Stored data entries
• • • • •

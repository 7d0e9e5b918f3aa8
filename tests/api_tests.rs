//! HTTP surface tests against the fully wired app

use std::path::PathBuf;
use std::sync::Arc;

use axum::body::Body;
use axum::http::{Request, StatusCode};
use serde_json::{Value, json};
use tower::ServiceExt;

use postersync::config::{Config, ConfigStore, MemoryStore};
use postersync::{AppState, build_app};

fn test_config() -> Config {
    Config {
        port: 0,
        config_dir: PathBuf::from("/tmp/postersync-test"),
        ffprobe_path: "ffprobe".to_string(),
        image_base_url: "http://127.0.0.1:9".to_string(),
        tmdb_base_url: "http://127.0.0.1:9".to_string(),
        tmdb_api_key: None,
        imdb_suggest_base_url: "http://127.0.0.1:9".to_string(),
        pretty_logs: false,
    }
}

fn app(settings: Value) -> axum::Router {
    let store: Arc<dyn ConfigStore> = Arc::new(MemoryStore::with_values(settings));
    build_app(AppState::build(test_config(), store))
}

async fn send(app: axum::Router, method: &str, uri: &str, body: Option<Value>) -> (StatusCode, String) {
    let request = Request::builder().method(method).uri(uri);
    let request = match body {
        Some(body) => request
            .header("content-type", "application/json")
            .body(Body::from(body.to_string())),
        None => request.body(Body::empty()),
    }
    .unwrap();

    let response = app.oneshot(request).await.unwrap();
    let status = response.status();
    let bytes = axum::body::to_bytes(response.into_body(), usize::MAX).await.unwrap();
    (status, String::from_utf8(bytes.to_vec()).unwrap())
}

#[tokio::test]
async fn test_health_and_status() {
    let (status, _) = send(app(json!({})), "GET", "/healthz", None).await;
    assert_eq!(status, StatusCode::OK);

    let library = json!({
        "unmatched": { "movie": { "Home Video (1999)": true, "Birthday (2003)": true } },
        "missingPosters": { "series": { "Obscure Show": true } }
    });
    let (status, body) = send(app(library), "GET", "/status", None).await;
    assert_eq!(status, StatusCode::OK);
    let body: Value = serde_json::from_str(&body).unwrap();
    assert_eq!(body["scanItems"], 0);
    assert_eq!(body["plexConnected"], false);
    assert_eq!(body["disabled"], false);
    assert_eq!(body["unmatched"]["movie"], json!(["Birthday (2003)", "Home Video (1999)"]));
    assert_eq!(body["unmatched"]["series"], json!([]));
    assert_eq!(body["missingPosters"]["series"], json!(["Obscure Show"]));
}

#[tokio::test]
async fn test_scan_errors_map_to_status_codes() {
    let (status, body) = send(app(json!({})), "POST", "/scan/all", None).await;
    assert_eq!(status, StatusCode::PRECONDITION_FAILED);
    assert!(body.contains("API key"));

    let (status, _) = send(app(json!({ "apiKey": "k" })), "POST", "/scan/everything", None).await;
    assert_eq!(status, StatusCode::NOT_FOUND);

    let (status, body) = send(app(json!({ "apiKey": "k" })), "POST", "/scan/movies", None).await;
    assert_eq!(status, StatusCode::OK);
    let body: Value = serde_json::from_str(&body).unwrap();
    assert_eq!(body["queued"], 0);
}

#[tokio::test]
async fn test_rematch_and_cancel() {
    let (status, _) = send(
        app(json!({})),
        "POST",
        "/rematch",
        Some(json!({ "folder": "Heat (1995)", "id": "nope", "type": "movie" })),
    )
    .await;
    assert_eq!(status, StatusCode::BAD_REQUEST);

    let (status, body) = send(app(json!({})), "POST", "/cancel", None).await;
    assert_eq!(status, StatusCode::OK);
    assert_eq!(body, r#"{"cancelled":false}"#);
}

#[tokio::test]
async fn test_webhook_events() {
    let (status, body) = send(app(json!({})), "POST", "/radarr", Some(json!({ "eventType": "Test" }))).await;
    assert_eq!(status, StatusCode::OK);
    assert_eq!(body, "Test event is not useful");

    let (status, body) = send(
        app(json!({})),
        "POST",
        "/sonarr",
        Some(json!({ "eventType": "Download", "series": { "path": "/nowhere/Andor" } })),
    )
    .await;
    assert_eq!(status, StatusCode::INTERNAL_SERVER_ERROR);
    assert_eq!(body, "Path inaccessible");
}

• • • • •

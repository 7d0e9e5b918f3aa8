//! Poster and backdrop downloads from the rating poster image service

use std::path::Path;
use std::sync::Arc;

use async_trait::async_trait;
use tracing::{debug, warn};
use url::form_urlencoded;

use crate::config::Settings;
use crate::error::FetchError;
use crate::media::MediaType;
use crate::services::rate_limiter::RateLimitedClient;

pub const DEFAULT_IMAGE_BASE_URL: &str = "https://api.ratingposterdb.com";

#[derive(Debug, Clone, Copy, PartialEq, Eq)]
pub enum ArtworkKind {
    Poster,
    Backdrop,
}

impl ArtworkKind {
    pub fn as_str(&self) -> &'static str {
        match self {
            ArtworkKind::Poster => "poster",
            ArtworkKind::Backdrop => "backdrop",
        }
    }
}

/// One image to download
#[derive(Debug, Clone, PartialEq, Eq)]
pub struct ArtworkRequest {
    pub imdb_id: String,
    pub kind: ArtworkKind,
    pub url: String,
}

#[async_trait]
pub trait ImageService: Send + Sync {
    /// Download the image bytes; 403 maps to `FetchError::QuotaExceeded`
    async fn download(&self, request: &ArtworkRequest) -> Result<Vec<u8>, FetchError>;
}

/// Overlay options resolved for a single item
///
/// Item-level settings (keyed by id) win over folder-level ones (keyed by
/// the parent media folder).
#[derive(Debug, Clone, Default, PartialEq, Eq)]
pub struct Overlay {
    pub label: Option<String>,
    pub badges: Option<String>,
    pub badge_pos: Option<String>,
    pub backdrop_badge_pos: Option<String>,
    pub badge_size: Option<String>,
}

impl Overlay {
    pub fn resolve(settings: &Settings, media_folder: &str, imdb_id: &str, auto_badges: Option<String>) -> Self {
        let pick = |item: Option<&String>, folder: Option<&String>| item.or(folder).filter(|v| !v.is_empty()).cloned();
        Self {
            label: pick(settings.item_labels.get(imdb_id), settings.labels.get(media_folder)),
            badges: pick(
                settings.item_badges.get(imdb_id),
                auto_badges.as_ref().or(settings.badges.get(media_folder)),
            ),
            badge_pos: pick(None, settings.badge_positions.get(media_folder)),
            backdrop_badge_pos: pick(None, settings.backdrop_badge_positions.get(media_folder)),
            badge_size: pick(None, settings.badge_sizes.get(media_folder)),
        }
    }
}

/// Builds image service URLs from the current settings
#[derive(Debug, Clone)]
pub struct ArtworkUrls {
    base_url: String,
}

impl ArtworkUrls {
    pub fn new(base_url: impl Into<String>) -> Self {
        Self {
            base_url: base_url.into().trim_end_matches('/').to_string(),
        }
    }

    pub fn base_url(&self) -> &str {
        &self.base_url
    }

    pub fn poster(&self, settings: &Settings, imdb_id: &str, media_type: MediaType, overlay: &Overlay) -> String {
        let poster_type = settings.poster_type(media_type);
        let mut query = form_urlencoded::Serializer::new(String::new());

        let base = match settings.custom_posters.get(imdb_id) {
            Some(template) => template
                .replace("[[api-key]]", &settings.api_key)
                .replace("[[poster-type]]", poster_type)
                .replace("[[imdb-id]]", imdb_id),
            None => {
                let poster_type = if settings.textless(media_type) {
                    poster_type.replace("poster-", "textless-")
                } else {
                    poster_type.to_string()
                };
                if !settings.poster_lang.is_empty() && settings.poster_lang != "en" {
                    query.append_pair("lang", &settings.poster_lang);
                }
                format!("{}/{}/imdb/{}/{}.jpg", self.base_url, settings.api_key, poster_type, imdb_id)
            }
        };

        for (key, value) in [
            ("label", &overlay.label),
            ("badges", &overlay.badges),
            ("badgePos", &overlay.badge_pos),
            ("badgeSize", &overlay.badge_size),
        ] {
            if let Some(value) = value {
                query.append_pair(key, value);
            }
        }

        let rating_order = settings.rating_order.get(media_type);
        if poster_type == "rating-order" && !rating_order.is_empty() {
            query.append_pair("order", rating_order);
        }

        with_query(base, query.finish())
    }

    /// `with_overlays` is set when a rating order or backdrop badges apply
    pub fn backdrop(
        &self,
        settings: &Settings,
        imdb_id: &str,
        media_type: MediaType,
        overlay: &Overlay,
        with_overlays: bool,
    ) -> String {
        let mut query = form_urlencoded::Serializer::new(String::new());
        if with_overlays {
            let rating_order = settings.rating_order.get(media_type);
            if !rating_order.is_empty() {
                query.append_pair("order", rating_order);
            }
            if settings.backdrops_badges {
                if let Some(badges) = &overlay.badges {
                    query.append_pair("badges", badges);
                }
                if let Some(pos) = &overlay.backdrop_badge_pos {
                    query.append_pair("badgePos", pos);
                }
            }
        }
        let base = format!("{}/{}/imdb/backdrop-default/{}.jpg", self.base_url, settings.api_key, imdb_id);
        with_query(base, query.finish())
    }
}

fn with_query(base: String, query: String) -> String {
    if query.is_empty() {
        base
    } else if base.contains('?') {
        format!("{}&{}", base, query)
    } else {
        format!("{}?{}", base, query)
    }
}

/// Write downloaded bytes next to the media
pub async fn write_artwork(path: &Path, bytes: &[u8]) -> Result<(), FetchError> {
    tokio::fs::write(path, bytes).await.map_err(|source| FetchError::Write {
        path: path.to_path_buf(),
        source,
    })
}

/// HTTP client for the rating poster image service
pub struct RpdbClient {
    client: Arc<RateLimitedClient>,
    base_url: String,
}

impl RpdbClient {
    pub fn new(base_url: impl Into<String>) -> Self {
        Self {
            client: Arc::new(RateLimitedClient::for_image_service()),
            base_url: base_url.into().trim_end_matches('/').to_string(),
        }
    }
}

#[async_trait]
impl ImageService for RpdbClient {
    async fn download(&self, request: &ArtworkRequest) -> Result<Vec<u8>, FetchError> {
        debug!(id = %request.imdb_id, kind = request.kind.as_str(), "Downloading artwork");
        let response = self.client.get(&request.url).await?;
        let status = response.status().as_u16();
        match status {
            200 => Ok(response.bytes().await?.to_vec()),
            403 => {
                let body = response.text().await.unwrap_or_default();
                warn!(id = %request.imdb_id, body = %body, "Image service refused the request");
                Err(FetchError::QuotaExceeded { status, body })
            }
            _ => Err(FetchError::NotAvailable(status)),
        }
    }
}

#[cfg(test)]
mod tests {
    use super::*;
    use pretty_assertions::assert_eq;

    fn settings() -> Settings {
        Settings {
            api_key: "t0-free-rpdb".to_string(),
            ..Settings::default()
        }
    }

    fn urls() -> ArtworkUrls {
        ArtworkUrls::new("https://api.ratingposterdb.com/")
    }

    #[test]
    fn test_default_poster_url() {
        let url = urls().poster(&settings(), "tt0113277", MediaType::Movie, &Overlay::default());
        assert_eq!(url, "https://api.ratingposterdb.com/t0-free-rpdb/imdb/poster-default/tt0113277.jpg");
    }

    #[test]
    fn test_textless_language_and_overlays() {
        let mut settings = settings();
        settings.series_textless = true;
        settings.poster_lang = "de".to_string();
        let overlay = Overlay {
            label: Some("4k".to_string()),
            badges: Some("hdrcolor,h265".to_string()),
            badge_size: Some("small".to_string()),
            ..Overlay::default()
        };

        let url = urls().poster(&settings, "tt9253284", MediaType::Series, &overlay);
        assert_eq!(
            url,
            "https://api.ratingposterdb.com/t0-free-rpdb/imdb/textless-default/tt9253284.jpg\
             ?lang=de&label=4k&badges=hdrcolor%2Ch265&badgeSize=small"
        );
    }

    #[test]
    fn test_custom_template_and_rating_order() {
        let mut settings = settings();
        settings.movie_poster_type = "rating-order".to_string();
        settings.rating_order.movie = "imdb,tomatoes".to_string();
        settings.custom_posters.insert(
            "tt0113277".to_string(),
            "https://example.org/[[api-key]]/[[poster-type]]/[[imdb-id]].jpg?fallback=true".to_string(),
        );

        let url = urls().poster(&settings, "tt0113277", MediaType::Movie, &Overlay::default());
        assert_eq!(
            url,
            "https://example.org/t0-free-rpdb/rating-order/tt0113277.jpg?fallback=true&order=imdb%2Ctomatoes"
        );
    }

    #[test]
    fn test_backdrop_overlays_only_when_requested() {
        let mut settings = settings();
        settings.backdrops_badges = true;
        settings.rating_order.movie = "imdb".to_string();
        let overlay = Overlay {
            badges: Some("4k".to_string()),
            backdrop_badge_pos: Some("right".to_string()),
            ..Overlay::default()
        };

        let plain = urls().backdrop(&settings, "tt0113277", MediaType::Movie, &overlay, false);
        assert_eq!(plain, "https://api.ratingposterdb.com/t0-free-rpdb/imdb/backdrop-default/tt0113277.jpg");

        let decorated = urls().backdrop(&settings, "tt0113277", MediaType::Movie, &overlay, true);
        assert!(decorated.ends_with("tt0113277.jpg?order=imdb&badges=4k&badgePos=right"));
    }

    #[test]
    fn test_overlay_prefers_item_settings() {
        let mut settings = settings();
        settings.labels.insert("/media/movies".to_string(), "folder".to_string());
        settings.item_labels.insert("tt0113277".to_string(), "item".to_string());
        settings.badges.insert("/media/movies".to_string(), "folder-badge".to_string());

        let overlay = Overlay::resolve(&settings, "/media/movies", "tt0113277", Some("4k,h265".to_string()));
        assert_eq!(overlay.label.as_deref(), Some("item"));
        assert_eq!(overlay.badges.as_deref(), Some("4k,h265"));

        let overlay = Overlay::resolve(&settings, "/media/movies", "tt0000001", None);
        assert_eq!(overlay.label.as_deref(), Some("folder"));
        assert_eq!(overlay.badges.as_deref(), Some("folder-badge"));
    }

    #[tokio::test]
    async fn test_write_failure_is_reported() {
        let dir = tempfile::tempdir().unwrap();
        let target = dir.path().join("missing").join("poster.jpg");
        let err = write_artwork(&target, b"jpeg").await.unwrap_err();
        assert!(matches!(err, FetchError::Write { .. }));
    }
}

• • • • •

■ PROBLEM REQUIREMENTS ■
The records are above. How many lines in them contain the word "axum"? Give the number alone.

■ THE ANSWER ■
5